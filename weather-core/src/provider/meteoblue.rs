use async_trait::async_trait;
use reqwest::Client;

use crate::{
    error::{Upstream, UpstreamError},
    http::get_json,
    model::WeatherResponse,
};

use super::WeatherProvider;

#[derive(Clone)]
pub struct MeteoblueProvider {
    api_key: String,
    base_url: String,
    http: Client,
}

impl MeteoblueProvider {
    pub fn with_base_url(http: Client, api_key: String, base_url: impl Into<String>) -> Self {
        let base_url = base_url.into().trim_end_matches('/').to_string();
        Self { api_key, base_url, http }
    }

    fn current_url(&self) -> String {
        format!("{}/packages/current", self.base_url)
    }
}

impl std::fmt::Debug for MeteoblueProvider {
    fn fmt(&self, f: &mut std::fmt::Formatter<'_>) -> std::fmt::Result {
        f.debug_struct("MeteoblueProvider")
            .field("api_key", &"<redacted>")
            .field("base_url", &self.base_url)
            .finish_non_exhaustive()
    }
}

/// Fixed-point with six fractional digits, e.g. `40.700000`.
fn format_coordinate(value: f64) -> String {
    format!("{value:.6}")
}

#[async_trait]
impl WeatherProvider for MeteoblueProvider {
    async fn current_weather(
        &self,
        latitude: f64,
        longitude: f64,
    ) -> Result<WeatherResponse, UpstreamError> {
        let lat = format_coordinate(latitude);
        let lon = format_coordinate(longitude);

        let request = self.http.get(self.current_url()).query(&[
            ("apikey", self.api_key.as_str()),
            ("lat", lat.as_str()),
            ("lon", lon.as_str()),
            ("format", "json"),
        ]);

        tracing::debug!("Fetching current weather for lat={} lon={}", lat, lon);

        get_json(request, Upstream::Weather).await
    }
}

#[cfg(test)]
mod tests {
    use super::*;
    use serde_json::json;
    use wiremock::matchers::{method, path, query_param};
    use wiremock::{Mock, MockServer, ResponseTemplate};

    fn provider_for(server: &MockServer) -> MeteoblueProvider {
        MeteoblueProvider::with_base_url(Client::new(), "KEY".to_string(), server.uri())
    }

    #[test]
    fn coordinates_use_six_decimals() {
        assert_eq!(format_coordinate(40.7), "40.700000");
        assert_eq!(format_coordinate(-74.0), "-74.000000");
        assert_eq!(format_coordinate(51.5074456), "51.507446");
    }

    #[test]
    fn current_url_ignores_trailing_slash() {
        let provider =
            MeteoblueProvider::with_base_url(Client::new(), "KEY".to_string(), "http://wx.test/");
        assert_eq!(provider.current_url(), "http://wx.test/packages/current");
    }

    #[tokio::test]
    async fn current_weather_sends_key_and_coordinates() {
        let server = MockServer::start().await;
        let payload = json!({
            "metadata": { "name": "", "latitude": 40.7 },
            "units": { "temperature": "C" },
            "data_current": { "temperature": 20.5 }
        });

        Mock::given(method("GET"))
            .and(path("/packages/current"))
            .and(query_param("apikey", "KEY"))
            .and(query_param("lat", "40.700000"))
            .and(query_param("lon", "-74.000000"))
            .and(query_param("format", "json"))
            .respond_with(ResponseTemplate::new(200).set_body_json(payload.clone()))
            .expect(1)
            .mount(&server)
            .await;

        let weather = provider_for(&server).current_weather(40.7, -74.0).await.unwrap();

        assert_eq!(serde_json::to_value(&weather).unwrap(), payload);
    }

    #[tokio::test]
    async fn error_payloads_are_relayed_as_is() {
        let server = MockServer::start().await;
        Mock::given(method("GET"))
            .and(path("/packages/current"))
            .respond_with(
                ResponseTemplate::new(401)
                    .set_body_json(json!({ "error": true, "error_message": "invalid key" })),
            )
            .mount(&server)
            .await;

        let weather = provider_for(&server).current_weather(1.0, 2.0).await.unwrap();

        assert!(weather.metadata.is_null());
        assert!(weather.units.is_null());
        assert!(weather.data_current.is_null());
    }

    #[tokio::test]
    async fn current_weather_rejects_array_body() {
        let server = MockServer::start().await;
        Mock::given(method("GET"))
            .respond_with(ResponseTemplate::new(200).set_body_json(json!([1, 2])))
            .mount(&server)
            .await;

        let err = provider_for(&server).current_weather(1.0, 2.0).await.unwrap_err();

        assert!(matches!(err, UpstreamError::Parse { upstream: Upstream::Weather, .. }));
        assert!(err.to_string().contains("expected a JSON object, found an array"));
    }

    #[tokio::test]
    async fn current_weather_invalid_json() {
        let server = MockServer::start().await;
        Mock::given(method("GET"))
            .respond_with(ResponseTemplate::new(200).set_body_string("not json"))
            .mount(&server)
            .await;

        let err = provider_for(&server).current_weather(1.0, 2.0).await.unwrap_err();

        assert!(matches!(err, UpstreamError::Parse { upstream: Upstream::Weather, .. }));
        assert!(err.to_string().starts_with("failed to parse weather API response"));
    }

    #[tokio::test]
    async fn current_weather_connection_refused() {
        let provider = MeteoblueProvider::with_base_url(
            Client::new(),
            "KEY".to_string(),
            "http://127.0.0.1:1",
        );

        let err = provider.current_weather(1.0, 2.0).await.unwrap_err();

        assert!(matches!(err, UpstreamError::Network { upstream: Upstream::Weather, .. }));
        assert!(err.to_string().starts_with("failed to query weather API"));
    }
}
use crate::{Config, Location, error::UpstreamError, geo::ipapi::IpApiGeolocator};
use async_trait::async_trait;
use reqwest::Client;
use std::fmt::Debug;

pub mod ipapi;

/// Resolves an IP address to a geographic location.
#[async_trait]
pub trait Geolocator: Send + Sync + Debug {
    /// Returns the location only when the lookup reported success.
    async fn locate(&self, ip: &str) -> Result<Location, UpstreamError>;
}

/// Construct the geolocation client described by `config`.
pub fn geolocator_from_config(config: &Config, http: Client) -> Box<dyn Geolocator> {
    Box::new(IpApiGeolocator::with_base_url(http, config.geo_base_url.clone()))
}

* * * * *

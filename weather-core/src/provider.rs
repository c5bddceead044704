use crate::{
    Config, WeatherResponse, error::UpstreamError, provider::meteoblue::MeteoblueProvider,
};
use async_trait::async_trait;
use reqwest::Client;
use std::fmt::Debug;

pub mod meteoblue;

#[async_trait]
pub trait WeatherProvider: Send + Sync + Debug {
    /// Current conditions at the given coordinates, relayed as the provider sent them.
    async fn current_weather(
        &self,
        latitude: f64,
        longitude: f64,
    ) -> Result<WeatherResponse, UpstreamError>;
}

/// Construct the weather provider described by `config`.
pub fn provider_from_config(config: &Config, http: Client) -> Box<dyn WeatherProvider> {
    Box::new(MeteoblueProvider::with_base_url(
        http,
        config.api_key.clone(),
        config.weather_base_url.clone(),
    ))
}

* * * * *

Retype the entries above exactly, but only from the line containing "filename weather-core/src/provider/meteoblue.rs" through the line containing "#[derive(Clone)]", both included.

filename weather-core/src/provider/meteoblue.rs
use async_trait::async_trait;
use reqwest::Client;

use crate::{
    error::{Upstream, UpstreamError},
    http::get_json,
    model::WeatherResponse,
};

use super::WeatherProvider;

#[derive(Clone)]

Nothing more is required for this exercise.